カウンターに限れば、自分も上位次元へとアクセスし似たよう事は可能だろう。なぜならば、起こりうる可能性を見る「未来視」という力があるのだから。
だが彼女も「未来視」の力があるという事は無いだろう、極至近距離での戦闘であっても更に安全で最適なルートは視えていた。
ターシャさんがやっている事、あれは一種の自殺だ。自分が殺される事を含めた上でのあの絶技。魔物と対峙する度に彼女は一度死んでいる。
三つ目のオーガの時にみた、エルミアの剣技も凄かったが、それは安全を確保した上で一撃を加える、彼女のスピードを活かしたヒットアンドアウェイ。
だがターシャさんのソレは、一撃に全てを賭けたクロスカウンター。それにベットされているのは彼女自身の命。命綱なしで細い糸の上を渡るかのように、自身の命を全く勘定に入れていない。それが当然のように繰り返し行われている。
その精神が理解できない。草花や木々をまるで我が子にように眺めていたあの老婆とはどうしても一致しない。
「にぃに、終わったみたいだよ」
その声で現実に引き戻された。顔を上げると遥か遠くは焦土となり、あのサンドワーム達は全て地に伏していた。
ターシャさんがいつものように飄々とした様子で戻ってくる。その彼女に駆け寄っていくエルミア。
「ターシャ、あなた凄いじゃない。魔法だけかと思ったら剣までやれるなんて思いもしなかったわ。私と同じで遠距離から魔法で仕掛けると思ったのに」
「いや何、儂はあれしかできんのでの、エルミアちゃんみたいに器用にはやれんのじゃて」
妹は馬車の収納スペースからタオルを取り出し二人に近寄っていく。
「ターシャさん、エルミアさん、これで顔を拭いて。二人共凄い汗だよ」
「ありがとうアンナちゃん。あー疲れたーもう今日はここで野営しようよー」
「いや、なるべく早く村から遠く離れたほうが良かろうて。流石にこんな短期間でのスタンピードは初めてじゃし、これから何が起こるか分からん」
自分も彼女達を労いたいところだが、足が動かない。三つ目のオーガの時のような力による威圧感によるものではなく、それはまるで直接精神を削られていくような感覚だ。

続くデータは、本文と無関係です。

//! TEXT value escaping (RFC 5545 §3.3.11).

/// Escapes a TEXT value for serialization.
///
/// Backslash, semicolon and comma are backslash-escaped; newlines become `\n`.
/// A CR immediately followed by LF collapses into the single `\n`.
#[must_use]
pub fn escape_text(s: &str) -> String {
    let mut out = String::with_capacity(s.len() + s.len() / 8);
    let mut chars = s.chars().peekable();
    while let Some(c) = chars.next() {
        match c {
            '\\' => out.push_str("\\\\"),
            ';' => out.push_str("\\;"),
            ',' => out.push_str("\\,"),
            '\n' => out.push_str("\\n"),
            '\r' => {
                if chars.peek() == Some(&'\n') {
                    chars.next();
                }
                out.push_str("\\n");
            }
            _ => out.push(c),
        }
    }
    out
}

/// Escapes each item of a TEXT list and joins them with commas.
#[must_use]
pub fn escape_text_list(items: &[String]) -> String {
    items
        .iter()
        .map(|item| escape_text(item))
        .collect::<Vec<_>>()
        .join(",")
}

その元凶たる彼女が自分に近寄ってくる。人間、理解できないものに不安を覚えるというが、人に対してここまで強烈な不安を感じるのは初めてだ。
「坊主?さっきからボケっとしてどうしたんじゃ?サンドワームの死骸でもみて怖くなったのかの」
カラカラと笑う彼女。いや怖いのは――
「ふむ、本当にどうしたんじゃ?おまえさんが見せてくれたものに比べたら大した事ないじゃろ、どれ」
彼女の手が自分の額に押し当てられそうになり、反射的に一歩後ずさる。
「坊主?――まさかおまえさん視えたのかい?」
ターシャさんの表情が、一瞬死神のそれに見えた気がした。